### [TASK TO COMPLETE]
For this exercise, reproduce the entries below exactly, but only from the line containing "Should match the" through the line containing "with on build.", both included.

◆ ◆ ◆ ◆

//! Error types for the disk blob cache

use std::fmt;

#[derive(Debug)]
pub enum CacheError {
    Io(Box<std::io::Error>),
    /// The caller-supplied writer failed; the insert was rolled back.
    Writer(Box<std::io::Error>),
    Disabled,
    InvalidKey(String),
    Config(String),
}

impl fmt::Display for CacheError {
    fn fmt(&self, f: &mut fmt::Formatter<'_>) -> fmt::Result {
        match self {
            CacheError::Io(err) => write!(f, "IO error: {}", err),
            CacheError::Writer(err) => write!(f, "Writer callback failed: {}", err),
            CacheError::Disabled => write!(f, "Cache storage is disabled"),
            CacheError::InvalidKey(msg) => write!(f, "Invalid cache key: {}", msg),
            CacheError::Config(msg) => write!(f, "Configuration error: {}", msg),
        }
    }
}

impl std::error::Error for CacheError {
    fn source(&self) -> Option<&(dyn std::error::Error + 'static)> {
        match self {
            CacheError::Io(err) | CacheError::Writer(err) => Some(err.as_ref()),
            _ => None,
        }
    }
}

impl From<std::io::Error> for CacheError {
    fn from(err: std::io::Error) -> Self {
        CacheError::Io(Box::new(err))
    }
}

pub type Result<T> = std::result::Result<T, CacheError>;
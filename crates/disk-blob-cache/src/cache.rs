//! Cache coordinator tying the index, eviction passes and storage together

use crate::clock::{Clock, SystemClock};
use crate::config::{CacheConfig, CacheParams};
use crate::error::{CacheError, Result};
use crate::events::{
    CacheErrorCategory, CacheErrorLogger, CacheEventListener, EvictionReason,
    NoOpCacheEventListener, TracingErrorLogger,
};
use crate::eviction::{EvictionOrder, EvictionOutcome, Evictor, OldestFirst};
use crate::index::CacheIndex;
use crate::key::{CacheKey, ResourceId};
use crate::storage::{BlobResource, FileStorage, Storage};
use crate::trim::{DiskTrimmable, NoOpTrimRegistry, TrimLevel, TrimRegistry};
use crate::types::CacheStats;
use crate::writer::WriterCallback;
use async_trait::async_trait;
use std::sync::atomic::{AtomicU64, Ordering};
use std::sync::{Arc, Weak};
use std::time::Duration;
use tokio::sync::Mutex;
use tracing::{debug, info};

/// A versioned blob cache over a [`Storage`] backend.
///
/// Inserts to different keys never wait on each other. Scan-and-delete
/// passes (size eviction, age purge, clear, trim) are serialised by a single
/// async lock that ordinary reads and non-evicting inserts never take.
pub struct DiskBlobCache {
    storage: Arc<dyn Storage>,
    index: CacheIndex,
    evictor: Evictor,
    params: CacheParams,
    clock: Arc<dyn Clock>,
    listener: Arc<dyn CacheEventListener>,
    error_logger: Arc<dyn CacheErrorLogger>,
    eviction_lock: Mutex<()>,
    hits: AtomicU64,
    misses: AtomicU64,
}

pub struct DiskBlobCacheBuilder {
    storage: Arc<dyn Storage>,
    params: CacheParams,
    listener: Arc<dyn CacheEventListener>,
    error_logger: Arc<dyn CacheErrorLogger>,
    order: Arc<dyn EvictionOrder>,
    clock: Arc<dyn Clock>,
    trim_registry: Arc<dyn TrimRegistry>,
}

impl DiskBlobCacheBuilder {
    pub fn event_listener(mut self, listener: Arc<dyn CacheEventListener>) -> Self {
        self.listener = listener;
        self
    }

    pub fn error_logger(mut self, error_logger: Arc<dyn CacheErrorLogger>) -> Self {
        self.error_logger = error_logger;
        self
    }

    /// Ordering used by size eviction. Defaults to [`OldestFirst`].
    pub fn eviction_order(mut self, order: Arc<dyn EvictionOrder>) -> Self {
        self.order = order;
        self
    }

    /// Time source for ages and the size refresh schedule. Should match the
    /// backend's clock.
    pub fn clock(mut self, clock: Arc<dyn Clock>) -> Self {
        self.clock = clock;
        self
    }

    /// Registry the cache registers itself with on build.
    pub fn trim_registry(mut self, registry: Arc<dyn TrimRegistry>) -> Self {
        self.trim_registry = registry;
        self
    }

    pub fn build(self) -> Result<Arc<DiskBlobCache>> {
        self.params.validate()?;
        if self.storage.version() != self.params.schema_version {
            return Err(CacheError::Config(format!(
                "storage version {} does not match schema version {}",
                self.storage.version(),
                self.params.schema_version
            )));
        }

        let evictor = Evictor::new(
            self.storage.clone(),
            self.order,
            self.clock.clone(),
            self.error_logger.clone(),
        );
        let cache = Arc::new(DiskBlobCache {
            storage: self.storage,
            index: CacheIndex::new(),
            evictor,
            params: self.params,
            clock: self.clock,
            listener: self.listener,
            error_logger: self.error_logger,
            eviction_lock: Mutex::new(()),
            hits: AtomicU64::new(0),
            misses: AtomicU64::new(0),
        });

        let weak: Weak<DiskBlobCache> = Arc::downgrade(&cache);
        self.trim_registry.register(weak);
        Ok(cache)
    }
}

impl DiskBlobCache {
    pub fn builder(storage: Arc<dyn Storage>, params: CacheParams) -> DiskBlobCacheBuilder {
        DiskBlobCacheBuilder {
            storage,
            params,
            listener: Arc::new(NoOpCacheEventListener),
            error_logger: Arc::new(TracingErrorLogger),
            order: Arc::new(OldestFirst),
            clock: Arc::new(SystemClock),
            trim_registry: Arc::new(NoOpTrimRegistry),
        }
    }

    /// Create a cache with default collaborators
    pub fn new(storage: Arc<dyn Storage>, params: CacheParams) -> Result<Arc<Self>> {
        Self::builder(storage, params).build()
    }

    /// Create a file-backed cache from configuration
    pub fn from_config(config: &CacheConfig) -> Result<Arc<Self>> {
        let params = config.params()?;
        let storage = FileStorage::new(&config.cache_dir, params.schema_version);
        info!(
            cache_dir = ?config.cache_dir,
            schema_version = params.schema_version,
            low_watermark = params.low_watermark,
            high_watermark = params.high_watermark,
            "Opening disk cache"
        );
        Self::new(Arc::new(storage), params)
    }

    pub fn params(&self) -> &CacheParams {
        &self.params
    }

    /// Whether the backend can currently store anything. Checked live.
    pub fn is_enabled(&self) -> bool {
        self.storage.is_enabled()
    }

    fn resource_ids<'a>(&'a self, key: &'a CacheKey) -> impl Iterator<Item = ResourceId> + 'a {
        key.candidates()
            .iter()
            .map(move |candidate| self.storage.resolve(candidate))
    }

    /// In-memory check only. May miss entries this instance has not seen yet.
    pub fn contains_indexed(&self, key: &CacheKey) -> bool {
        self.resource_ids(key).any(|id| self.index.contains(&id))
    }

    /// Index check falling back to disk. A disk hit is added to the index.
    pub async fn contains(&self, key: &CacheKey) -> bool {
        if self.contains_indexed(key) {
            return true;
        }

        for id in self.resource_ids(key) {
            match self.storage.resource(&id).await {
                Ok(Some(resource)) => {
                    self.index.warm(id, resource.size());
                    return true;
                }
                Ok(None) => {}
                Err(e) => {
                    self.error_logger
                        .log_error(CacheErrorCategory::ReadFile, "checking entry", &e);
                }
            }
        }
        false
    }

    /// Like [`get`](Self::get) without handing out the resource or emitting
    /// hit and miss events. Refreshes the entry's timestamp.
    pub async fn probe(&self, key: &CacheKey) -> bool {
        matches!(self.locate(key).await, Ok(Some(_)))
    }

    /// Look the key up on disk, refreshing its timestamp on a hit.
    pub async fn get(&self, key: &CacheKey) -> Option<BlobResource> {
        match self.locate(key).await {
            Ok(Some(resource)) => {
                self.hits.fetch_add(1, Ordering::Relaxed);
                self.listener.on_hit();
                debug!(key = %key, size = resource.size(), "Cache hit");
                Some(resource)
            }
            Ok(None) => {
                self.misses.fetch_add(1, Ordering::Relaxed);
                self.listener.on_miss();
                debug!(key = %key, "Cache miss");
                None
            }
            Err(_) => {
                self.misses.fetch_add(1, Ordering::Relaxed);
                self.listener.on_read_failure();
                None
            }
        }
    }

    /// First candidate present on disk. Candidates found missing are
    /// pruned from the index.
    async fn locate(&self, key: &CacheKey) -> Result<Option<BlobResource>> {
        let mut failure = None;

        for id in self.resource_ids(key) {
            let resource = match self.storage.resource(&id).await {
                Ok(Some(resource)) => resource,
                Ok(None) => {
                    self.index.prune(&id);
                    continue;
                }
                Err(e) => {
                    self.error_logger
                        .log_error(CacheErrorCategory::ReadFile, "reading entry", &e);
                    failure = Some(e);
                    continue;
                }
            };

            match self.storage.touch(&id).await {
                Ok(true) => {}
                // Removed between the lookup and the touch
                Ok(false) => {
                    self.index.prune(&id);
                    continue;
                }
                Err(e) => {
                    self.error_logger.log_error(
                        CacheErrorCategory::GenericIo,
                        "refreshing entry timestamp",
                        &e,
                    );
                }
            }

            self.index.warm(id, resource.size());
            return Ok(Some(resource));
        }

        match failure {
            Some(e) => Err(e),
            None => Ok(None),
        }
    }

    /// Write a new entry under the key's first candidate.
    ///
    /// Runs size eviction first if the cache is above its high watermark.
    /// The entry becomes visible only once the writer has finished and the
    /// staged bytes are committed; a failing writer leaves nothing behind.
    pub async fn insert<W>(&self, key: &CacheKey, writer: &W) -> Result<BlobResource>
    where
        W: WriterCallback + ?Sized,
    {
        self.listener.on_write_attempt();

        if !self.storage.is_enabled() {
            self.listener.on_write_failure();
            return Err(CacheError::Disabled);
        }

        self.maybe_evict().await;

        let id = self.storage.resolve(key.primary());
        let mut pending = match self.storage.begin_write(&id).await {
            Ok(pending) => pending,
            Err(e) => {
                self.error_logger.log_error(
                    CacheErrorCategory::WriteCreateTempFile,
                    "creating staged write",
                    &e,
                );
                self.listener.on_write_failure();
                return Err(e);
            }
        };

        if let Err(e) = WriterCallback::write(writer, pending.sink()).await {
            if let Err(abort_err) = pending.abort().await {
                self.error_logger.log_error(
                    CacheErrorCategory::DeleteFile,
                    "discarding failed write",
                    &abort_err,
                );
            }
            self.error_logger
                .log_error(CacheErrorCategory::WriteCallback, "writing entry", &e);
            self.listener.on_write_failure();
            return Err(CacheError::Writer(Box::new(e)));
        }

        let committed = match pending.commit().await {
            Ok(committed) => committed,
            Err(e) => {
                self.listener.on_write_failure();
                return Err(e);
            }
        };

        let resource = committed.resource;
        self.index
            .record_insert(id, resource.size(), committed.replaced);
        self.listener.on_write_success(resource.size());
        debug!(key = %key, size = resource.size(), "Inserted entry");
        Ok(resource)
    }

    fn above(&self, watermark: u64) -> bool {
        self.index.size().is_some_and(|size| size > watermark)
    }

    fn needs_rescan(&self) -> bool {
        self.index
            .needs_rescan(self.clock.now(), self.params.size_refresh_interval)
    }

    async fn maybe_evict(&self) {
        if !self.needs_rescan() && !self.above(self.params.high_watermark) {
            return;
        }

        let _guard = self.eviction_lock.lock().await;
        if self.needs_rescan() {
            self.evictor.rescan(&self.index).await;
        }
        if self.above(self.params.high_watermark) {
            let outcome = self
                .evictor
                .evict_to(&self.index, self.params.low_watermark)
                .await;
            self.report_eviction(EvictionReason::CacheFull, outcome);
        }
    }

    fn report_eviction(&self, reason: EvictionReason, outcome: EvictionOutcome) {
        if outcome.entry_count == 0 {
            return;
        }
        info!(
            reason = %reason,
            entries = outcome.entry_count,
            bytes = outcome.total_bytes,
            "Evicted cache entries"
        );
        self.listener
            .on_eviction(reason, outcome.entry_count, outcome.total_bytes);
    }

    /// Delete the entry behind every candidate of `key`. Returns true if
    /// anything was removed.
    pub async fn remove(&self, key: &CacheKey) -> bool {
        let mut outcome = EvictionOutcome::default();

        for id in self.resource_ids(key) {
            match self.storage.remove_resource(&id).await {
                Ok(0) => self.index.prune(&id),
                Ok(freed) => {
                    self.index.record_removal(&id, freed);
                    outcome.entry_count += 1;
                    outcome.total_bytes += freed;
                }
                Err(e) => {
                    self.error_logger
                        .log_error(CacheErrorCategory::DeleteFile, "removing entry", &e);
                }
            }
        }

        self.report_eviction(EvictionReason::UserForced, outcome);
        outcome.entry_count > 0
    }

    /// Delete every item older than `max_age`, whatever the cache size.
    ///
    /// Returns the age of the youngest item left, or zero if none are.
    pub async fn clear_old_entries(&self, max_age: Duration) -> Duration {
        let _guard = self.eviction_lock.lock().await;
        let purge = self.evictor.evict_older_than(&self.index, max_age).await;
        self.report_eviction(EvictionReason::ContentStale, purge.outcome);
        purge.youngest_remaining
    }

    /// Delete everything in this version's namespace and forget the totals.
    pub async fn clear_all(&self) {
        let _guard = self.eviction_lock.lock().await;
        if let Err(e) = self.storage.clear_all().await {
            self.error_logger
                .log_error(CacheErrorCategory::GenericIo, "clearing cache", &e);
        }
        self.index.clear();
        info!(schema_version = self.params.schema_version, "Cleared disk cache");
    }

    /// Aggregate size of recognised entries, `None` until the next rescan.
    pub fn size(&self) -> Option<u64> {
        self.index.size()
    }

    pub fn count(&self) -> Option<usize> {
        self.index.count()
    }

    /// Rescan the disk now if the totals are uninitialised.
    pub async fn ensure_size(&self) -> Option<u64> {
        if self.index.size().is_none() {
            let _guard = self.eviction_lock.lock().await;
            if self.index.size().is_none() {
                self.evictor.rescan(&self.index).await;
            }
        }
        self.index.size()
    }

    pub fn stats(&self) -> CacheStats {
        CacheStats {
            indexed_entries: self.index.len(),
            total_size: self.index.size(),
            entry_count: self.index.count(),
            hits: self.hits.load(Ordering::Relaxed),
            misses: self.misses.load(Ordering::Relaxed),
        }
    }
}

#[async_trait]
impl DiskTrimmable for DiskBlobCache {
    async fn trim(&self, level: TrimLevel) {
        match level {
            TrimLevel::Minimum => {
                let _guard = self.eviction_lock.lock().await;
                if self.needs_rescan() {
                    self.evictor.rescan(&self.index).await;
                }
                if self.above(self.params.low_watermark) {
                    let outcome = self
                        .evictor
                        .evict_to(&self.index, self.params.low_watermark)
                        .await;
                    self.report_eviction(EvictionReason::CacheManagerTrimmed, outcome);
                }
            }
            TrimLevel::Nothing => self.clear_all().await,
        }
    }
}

◆ ◆ ◆ ◆

### [YOUR RESPONSE]
    /// Time source for ages and the size refresh schedule. Should match the
    /// backend's clock.
    pub fn clock(mut self, clock: Arc<dyn Clock>) -> Self {
        self.clock = clock;
        self
    }

    /// Registry the cache registers itself with on build.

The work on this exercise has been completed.